**Work request**. Within the material below, count how many lines contain "exactly". Answer with only that number.

**Information shown**.

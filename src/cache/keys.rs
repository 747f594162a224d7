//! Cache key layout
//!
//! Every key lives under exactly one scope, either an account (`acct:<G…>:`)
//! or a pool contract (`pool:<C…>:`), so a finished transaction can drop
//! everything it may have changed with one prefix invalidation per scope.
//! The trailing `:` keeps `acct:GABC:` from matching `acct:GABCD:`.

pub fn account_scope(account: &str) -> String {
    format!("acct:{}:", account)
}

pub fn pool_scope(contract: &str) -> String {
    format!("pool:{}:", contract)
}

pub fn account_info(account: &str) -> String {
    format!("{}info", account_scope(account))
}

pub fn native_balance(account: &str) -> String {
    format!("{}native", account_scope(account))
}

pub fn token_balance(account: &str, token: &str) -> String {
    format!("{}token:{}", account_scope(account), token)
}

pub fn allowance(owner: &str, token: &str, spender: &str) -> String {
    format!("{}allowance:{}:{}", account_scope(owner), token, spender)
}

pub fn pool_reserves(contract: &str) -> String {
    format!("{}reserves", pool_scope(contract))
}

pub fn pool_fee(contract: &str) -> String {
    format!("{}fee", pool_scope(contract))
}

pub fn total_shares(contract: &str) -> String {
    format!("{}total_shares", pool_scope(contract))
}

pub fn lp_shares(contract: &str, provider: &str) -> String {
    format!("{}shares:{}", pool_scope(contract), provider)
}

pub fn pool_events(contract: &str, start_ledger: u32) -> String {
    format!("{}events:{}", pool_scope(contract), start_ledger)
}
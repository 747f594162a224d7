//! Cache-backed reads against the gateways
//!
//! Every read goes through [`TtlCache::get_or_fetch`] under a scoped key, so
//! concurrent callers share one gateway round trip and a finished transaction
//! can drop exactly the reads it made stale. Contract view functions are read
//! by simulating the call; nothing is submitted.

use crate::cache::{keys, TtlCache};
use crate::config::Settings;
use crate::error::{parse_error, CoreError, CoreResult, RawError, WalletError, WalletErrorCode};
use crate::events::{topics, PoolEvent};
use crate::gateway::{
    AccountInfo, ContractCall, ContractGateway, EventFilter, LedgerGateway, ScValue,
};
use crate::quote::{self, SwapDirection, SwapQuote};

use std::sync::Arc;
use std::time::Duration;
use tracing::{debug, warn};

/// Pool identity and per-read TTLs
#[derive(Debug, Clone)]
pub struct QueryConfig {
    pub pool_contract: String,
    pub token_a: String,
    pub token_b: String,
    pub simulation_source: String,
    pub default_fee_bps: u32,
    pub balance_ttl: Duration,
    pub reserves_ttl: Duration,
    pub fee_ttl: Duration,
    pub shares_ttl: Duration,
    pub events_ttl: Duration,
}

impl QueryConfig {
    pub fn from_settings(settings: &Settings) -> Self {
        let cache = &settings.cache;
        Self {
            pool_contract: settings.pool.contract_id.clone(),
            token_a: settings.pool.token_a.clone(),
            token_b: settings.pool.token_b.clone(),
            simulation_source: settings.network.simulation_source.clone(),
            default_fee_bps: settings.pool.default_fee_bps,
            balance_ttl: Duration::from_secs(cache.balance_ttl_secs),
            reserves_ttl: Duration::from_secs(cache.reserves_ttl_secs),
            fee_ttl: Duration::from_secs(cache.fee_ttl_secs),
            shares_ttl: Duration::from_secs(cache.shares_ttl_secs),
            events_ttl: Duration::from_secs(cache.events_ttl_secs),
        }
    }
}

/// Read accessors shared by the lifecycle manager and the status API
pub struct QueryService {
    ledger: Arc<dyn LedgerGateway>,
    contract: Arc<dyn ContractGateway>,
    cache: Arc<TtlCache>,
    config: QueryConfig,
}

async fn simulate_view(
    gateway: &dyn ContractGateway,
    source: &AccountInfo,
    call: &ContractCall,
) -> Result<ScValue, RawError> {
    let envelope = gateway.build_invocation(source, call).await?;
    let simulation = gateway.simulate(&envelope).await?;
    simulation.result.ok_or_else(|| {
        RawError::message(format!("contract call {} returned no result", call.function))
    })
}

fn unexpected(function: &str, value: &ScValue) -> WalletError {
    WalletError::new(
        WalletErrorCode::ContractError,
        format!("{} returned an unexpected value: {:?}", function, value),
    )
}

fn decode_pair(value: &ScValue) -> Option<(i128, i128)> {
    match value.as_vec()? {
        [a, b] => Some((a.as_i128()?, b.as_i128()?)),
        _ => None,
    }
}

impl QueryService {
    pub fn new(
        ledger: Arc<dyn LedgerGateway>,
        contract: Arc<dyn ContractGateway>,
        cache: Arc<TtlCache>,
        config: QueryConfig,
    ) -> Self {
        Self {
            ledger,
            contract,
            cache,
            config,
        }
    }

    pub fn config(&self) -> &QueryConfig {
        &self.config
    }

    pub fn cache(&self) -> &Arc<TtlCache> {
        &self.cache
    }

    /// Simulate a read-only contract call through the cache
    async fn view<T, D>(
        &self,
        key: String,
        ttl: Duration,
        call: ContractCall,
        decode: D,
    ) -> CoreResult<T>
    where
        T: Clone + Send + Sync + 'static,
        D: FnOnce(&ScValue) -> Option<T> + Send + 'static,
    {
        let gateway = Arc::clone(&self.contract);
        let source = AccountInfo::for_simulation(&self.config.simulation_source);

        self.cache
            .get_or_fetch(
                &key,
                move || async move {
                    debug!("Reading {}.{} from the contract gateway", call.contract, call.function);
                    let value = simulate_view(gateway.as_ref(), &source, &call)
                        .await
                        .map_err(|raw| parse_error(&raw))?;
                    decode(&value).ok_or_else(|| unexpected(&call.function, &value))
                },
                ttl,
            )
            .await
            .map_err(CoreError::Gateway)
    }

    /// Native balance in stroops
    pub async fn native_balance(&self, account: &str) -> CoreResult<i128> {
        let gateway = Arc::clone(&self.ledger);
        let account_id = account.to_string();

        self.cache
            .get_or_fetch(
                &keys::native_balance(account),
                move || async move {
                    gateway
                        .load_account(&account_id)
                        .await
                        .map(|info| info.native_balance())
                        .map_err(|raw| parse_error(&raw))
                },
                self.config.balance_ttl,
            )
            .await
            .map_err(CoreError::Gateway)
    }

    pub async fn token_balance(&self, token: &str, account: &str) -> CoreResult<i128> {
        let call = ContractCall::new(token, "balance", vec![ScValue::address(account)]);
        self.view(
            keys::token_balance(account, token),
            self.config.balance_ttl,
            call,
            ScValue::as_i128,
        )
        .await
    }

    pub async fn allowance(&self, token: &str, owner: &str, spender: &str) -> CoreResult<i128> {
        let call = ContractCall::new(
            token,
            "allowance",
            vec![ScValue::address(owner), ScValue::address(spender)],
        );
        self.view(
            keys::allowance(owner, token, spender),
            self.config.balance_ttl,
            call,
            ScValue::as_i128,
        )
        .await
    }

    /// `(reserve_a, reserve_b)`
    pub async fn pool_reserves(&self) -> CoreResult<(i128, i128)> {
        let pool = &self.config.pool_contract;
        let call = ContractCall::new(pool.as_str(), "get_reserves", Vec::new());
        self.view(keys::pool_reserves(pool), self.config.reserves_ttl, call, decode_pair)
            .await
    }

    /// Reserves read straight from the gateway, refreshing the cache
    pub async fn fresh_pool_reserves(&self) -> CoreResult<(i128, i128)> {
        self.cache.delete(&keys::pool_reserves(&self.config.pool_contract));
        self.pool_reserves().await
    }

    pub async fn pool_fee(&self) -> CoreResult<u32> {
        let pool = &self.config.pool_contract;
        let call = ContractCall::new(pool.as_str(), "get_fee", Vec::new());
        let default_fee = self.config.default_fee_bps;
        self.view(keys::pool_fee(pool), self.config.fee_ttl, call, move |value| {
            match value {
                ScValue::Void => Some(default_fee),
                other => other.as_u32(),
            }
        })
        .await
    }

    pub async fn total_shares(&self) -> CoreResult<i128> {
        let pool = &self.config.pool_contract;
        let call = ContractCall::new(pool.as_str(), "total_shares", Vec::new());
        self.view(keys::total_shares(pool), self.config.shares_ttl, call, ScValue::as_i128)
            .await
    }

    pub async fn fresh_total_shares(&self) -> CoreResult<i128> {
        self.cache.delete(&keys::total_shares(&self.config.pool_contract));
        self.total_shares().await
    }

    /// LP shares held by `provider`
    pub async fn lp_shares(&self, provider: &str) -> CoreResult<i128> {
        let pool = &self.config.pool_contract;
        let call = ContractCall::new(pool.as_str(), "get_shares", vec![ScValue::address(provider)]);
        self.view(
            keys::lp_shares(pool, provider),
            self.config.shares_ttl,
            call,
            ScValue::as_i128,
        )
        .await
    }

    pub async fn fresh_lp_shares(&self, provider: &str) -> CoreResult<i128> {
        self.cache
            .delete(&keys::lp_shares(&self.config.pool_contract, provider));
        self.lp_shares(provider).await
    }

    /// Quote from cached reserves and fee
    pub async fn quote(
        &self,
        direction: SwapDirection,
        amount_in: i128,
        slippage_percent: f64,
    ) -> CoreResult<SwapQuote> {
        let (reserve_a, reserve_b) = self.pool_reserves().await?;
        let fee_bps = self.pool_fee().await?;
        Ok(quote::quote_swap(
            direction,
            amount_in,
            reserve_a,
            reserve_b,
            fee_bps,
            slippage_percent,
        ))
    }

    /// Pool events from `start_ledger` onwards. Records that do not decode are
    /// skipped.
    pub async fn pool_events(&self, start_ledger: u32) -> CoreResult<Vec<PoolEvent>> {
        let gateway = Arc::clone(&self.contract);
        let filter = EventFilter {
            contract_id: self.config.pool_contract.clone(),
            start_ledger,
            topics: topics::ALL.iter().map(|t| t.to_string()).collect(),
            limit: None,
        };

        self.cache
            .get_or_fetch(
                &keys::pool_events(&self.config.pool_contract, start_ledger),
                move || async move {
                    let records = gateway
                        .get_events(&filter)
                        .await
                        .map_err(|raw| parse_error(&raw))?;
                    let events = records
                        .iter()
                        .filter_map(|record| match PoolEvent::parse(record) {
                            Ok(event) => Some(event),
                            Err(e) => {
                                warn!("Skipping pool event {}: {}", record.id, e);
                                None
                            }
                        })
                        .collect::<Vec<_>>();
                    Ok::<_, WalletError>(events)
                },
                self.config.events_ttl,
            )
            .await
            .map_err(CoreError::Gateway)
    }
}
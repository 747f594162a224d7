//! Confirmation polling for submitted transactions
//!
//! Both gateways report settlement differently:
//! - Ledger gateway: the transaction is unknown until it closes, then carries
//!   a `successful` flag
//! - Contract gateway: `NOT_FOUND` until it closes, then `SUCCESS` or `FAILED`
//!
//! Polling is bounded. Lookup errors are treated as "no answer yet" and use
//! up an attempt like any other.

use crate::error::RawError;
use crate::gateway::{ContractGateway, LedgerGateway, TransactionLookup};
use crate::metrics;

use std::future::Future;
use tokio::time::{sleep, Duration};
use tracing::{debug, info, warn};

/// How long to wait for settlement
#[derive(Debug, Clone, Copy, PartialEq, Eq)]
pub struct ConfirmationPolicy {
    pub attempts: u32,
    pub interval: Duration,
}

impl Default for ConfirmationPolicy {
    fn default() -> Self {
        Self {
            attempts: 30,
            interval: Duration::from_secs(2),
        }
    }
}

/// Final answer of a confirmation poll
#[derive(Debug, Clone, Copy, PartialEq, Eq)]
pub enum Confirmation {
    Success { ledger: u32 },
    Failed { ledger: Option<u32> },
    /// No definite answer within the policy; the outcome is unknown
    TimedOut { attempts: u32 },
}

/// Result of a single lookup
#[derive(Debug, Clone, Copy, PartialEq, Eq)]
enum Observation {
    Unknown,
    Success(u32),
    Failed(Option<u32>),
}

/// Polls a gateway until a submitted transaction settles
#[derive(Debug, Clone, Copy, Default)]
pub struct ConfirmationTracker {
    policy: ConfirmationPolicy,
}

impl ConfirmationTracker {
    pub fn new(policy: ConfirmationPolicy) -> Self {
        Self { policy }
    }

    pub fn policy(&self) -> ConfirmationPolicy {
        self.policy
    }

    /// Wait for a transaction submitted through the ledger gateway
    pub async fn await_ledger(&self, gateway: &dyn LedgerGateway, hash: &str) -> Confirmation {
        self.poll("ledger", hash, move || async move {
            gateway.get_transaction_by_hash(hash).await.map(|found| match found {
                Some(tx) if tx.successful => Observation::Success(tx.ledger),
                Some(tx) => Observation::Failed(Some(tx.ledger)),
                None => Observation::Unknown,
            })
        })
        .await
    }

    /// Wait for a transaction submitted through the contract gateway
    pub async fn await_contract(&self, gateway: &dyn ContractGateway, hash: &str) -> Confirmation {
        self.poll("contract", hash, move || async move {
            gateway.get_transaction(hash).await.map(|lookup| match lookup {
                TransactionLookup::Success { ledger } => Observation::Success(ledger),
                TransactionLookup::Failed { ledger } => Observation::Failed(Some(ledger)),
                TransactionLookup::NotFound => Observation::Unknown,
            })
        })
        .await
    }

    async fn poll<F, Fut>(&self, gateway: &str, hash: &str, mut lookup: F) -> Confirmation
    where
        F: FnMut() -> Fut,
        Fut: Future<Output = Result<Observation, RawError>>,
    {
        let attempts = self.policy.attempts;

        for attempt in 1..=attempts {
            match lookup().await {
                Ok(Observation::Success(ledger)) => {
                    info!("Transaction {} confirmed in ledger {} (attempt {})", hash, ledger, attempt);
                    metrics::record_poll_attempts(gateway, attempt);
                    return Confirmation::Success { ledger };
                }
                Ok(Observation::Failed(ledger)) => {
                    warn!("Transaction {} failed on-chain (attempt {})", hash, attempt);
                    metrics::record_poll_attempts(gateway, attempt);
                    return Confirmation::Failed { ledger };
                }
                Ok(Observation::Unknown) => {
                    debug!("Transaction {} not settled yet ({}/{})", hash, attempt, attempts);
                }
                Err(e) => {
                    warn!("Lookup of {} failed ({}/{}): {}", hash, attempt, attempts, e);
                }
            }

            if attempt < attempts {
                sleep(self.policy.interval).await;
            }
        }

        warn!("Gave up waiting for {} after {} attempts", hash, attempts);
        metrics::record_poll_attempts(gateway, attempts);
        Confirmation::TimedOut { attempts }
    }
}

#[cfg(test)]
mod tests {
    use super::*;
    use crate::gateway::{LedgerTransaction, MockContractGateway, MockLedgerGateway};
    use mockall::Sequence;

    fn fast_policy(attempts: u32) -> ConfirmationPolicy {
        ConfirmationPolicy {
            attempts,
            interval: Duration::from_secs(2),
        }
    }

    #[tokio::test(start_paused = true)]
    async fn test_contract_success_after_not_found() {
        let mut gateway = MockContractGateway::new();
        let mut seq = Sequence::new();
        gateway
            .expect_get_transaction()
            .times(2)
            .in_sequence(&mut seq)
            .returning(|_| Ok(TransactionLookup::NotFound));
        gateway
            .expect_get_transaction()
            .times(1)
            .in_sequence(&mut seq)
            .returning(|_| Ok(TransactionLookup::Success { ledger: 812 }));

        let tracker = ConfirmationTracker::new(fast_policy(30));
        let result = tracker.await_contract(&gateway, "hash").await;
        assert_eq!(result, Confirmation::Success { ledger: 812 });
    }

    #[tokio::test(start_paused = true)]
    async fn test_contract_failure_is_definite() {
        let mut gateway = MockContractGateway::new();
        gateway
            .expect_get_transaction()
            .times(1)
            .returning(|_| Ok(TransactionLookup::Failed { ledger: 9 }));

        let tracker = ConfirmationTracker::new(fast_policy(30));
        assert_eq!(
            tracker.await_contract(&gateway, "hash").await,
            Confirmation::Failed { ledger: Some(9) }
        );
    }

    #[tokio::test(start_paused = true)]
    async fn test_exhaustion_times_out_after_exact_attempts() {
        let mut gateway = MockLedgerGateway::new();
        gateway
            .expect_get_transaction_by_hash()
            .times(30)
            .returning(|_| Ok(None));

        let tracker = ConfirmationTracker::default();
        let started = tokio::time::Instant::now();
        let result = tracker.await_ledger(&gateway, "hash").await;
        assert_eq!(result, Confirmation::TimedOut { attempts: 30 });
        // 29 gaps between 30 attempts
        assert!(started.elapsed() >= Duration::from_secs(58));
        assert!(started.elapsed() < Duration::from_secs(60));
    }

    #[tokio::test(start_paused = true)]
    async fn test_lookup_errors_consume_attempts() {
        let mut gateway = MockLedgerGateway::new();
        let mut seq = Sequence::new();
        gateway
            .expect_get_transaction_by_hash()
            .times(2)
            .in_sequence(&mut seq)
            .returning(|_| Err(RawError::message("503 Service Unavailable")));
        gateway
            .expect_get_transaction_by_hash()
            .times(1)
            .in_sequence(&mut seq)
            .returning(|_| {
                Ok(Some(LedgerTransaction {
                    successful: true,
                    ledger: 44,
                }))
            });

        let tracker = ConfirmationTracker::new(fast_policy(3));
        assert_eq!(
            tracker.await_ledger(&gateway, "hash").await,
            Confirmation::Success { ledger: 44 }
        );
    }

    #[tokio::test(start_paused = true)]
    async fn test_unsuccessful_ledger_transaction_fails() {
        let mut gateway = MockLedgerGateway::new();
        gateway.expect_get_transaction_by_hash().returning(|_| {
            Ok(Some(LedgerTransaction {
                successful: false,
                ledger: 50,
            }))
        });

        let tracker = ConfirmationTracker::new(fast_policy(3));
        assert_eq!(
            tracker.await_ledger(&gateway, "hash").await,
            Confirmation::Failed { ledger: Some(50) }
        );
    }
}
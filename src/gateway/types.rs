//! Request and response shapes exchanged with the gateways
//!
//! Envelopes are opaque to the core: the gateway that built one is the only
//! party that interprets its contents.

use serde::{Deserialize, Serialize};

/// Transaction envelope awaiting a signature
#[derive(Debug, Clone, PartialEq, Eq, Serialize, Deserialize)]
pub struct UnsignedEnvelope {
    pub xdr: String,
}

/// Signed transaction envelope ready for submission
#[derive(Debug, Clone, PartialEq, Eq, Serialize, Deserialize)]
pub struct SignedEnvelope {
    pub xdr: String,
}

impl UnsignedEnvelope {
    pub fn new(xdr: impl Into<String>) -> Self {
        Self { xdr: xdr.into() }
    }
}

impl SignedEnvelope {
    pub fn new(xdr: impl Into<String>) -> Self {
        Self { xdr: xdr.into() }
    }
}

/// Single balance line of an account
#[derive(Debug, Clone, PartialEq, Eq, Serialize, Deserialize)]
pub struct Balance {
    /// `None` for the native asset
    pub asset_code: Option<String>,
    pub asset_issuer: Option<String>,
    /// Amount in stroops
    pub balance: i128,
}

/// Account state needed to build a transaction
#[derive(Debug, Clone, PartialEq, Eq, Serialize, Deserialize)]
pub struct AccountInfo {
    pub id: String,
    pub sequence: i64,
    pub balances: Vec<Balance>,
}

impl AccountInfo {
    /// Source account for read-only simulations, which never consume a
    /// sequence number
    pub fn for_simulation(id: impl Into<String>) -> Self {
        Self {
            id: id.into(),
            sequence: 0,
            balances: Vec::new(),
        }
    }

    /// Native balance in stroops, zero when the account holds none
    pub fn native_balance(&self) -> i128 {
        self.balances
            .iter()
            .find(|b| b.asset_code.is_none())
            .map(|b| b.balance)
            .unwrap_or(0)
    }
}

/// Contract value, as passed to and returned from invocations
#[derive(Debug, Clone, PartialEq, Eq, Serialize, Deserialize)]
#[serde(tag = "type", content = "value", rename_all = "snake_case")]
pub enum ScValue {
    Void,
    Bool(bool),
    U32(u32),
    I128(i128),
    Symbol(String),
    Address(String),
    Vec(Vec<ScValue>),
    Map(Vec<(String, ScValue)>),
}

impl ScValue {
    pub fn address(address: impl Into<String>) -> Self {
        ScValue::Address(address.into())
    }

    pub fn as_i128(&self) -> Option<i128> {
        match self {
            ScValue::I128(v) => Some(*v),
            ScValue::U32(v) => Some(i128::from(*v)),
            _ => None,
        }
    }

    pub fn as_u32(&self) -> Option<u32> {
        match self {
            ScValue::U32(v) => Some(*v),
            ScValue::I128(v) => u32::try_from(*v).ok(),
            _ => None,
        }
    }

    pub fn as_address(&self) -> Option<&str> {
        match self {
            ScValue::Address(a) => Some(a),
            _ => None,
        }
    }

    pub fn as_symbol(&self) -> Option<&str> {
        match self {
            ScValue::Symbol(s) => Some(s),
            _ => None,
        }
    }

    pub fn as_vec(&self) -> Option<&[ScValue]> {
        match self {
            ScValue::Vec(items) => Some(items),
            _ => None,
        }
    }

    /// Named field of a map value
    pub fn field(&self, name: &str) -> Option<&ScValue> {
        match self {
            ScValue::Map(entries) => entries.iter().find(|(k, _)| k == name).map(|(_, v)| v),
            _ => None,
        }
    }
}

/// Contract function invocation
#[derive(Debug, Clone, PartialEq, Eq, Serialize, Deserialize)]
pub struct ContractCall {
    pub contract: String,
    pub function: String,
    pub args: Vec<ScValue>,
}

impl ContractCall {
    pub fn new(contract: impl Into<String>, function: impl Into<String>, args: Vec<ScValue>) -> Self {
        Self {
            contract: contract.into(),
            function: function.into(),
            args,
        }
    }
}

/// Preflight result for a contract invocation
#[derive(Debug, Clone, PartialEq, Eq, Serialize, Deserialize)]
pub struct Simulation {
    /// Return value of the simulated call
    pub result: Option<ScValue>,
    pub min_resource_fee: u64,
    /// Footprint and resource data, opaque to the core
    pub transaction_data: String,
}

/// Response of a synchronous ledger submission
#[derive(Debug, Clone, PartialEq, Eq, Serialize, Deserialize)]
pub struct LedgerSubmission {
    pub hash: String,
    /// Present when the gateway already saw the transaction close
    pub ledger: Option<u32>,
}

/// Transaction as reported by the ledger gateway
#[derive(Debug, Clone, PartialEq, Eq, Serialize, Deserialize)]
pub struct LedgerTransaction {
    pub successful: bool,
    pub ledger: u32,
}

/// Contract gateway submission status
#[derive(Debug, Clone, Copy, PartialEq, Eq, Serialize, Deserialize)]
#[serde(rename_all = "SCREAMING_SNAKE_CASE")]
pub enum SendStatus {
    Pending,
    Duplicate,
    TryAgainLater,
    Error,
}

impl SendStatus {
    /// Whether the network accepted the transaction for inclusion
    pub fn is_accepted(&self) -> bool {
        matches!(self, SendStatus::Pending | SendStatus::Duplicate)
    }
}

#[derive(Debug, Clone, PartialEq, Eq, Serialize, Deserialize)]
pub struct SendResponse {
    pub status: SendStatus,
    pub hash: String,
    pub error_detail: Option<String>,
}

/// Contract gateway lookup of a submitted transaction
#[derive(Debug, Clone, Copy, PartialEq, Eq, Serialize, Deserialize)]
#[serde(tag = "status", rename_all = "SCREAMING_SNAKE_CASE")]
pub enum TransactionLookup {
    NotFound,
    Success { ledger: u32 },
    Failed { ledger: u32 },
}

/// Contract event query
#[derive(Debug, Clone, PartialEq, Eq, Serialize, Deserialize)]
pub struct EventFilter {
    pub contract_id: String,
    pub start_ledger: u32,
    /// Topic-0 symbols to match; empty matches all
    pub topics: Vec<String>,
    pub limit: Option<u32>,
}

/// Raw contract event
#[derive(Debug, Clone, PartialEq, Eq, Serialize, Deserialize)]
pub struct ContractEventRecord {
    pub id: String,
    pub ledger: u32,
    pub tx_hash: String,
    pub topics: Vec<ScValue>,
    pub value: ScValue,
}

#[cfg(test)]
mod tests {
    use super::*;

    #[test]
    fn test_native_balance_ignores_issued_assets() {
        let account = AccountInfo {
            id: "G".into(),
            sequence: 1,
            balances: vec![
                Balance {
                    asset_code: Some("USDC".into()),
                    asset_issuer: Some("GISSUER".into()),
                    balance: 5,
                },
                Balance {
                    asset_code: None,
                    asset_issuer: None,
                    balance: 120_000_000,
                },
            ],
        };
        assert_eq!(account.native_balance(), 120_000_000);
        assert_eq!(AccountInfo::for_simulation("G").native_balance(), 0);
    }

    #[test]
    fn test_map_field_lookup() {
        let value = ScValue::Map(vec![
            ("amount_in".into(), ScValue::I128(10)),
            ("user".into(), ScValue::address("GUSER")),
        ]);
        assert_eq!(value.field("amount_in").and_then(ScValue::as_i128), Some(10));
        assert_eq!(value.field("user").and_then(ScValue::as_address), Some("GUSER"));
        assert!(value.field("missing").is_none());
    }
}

**Exercise solution**. 2